Input =>
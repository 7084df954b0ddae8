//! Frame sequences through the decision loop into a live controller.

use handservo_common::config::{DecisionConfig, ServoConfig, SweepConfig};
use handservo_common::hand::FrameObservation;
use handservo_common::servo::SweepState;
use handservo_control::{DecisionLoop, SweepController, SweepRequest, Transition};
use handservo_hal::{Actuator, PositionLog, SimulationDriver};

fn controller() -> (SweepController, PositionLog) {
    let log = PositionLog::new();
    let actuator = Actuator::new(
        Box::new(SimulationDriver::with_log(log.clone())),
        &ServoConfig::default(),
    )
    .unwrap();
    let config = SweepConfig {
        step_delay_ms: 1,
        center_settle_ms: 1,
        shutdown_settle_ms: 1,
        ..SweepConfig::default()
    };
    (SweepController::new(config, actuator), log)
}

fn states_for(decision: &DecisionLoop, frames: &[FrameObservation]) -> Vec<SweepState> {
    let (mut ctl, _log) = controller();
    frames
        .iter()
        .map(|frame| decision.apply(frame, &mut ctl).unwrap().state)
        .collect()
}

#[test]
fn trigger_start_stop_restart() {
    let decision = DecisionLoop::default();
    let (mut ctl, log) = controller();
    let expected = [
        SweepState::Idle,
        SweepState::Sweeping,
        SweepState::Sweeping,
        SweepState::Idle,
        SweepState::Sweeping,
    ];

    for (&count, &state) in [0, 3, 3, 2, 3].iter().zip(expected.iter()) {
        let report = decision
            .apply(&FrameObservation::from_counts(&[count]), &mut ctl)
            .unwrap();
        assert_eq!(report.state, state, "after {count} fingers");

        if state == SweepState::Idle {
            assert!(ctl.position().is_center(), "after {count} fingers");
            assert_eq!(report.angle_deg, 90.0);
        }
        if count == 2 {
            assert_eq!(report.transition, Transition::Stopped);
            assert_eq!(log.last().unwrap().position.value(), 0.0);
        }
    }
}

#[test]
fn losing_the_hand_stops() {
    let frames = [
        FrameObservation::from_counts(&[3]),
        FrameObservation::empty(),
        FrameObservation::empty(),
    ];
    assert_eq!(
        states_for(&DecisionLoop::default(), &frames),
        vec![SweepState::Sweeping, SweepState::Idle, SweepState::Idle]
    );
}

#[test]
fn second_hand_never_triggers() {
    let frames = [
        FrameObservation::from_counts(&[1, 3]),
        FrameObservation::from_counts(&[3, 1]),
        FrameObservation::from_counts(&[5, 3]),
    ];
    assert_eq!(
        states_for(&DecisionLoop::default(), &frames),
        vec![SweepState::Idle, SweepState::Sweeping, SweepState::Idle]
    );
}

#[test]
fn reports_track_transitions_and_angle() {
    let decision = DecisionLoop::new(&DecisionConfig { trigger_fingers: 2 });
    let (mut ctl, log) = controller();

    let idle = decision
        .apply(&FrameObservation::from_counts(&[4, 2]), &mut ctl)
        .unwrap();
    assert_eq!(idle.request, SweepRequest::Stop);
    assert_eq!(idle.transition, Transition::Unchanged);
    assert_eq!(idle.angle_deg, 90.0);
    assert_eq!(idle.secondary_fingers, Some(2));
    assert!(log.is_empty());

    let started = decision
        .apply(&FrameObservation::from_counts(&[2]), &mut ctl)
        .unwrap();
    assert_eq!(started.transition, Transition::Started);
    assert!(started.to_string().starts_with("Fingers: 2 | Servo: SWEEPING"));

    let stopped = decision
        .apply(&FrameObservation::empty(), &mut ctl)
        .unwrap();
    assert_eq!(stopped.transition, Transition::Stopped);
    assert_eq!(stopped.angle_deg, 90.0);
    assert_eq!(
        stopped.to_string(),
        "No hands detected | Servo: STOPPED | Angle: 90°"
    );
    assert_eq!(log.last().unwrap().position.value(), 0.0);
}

Task => Print the data in full. Match it exactly.

Exercise answer =>
repository 7084df954b0ddae8
//! Frame sequences through the decision loop into a live controller.

use handservo_common::config::{DecisionConfig, ServoConfig, SweepConfig};
use handservo_common::hand::FrameObservation;
use handservo_common::servo::SweepState;
use handservo_control::{DecisionLoop, SweepController, SweepRequest, Transition};
use handservo_hal::{Actuator, PositionLog, SimulationDriver};

fn controller() -> (SweepController, PositionLog) {
    let log = PositionLog::new();
    let actuator = Actuator::new(
        Box::new(SimulationDriver::with_log(log.clone())),
        &ServoConfig::default(),
    )
    .unwrap();
    let config = SweepConfig {
        step_delay_ms: 1,
        center_settle_ms: 1,
        shutdown_settle_ms: 1,
        ..SweepConfig::default()
    };
    (SweepController::new(config, actuator), log)
}

fn states_for(decision: &DecisionLoop, frames: &[FrameObservation]) -> Vec<SweepState> {
    let (mut ctl, _log) = controller();
    frames
        .iter()
        .map(|frame| decision.apply(frame, &mut ctl).unwrap().state)
        .collect()
}

#[test]
fn trigger_start_stop_restart() {
    let decision = DecisionLoop::default();
    let (mut ctl, log) = controller();
    let expected = [
        SweepState::Idle,
        SweepState::Sweeping,
        SweepState::Sweeping,
        SweepState::Idle,
        SweepState::Sweeping,
    ];

    for (&count, &state) in [0, 3, 3, 2, 3].iter().zip(expected.iter()) {
        let report = decision
            .apply(&FrameObservation::from_counts(&[count]), &mut ctl)
            .unwrap();
        assert_eq!(report.state, state, "after {count} fingers");

        if state == SweepState::Idle {
            assert!(ctl.position().is_center(), "after {count} fingers");
            assert_eq!(report.angle_deg, 90.0);
        }
        if count == 2 {
            assert_eq!(report.transition, Transition::Stopped);
            assert_eq!(log.last().unwrap().position.value(), 0.0);
        }
    }
}

#[test]
fn losing_the_hand_stops() {
    let frames = [
        FrameObservation::from_counts(&[3]),
        FrameObservation::empty(),
        FrameObservation::empty(),
    ];
    assert_eq!(
        states_for(&DecisionLoop::default(), &frames),
        vec![SweepState::Sweeping, SweepState::Idle, SweepState::Idle]
    );
}

#[test]
fn second_hand_never_triggers() {
    let frames = [
        FrameObservation::from_counts(&[1, 3]),
        FrameObservation::from_counts(&[3, 1]),
        FrameObservation::from_counts(&[5, 3]),
    ];
    assert_eq!(
        states_for(&DecisionLoop::default(), &frames),
        vec![SweepState::Idle, SweepState::Sweeping, SweepState::Idle]
    );
}

#[test]
fn reports_track_transitions_and_angle() {
    let decision = DecisionLoop::new(&DecisionConfig { trigger_fingers: 2 });
    let (mut ctl, log) = controller();

    let idle = decision
        .apply(&FrameObservation::from_counts(&[4, 2]), &mut ctl)
        .unwrap();
    assert_eq!(idle.request, SweepRequest::Stop);
    assert_eq!(idle.transition, Transition::Unchanged);
    assert_eq!(idle.angle_deg, 90.0);
    assert_eq!(idle.secondary_fingers, Some(2));
    assert!(log.is_empty());

    let started = decision
        .apply(&FrameObservation::from_counts(&[2]), &mut ctl)
        .unwrap();
    assert_eq!(started.transition, Transition::Started);
    assert!(started.to_string().starts_with("Fingers: 2 | Servo: SWEEPING"));

    let stopped = decision
        .apply(&FrameObservation::empty(), &mut ctl)
        .unwrap();
    assert_eq!(stopped.transition, Transition::Stopped);
    assert_eq!(stopped.angle_deg, 90.0);
    assert_eq!(
        stopped.to_string(),
        "No hands detected | Servo: STOPPED | Angle: 90°"
    );
    assert_eq!(log.last().unwrap().position.value(), 0.0);
}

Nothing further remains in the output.